» **RECORD SET**:

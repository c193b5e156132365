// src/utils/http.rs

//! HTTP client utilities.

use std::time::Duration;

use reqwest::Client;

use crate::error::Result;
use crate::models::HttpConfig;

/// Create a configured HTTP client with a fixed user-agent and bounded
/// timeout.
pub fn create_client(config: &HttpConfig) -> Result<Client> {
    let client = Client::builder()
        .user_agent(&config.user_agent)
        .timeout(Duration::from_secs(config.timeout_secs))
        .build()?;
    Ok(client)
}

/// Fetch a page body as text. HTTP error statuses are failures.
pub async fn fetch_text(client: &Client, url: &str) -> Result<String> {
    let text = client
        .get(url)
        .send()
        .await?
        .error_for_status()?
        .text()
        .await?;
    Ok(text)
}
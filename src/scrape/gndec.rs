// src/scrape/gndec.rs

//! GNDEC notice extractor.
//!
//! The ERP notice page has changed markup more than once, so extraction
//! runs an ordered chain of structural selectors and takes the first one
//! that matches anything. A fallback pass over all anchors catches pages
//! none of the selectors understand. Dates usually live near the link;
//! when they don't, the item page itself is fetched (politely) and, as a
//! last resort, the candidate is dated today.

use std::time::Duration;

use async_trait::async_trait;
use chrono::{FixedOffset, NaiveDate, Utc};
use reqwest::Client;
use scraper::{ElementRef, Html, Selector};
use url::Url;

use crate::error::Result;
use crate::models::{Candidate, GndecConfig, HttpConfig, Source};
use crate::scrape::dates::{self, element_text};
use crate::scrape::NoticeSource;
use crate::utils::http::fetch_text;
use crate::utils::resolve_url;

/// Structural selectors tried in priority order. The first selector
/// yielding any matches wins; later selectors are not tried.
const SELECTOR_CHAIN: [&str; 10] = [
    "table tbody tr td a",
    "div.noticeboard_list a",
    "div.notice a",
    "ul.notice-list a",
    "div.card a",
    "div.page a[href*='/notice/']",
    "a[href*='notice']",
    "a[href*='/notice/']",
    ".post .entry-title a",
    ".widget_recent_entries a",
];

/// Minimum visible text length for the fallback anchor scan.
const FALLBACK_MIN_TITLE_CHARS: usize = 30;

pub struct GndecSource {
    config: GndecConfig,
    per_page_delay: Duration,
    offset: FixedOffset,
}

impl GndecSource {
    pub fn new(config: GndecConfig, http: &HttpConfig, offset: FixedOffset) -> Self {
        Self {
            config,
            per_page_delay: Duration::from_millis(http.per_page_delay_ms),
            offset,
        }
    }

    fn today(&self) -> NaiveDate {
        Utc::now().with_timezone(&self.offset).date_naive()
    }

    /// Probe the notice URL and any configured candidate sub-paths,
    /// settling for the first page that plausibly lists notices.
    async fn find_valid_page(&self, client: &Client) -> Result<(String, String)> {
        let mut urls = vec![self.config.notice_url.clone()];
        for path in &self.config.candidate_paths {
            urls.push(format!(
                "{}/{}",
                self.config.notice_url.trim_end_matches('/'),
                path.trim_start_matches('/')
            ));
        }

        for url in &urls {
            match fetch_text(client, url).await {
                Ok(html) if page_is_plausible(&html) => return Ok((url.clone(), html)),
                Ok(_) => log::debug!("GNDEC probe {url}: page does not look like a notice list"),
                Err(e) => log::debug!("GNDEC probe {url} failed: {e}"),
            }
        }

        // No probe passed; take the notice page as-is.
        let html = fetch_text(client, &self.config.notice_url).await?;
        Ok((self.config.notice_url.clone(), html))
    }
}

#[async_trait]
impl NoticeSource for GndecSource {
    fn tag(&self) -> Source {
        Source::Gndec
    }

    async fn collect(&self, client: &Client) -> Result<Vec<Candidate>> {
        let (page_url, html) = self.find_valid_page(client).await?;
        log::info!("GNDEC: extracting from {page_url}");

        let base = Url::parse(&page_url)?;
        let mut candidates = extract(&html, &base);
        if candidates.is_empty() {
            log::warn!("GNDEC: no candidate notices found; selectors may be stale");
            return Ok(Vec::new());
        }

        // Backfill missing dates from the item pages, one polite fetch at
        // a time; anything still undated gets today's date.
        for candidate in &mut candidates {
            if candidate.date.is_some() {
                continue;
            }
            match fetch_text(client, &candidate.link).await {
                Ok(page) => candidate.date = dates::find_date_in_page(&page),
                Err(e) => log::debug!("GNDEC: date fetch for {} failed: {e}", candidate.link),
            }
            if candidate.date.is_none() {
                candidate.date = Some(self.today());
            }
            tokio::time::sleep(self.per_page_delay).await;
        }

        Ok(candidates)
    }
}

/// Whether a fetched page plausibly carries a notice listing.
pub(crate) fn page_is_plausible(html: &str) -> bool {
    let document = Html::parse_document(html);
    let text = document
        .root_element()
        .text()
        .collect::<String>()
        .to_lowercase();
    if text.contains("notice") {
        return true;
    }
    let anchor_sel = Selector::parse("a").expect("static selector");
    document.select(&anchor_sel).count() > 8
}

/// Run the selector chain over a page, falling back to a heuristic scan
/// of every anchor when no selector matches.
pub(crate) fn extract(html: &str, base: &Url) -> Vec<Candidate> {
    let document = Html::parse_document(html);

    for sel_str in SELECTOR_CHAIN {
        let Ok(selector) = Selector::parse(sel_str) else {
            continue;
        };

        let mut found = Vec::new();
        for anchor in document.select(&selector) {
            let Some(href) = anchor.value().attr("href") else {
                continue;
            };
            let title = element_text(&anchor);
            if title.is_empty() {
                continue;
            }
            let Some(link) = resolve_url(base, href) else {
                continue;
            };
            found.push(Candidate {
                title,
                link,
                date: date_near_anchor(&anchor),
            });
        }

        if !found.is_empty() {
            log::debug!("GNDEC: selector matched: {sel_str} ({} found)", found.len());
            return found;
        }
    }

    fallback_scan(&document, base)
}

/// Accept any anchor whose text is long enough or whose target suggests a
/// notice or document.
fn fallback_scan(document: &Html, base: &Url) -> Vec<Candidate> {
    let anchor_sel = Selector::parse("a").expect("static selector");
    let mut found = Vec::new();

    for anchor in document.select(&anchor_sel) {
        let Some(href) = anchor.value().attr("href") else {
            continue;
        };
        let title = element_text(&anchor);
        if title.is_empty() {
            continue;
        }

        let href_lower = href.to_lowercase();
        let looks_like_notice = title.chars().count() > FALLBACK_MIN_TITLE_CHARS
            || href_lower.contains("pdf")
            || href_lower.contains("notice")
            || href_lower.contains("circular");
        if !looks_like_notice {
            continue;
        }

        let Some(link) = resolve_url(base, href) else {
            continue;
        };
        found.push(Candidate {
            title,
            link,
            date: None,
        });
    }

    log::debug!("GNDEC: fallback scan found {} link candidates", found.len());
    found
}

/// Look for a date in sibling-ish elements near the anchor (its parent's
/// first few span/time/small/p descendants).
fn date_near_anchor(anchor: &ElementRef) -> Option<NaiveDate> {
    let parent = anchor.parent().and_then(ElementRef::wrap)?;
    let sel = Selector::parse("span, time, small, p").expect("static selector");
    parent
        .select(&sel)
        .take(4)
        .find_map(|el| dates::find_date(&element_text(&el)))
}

» **EXERCISE GOAL**:
If a line of the listing above holds the string "debug", copy it.

» **SOLVED PROBLEM**:
                Ok(_) => log::debug!("GNDEC probe {url}: page does not look like a notice list"),
                Err(e) => log::debug!("GNDEC probe {url} failed: {e}"),
                Err(e) => log::debug!("GNDEC: date fetch for {} failed: {e}", candidate.link),
            log::debug!("GNDEC: selector matched: {sel_str} ({} found)", found.len());
    log::debug!("GNDEC: fallback scan found {} link candidates", found.len());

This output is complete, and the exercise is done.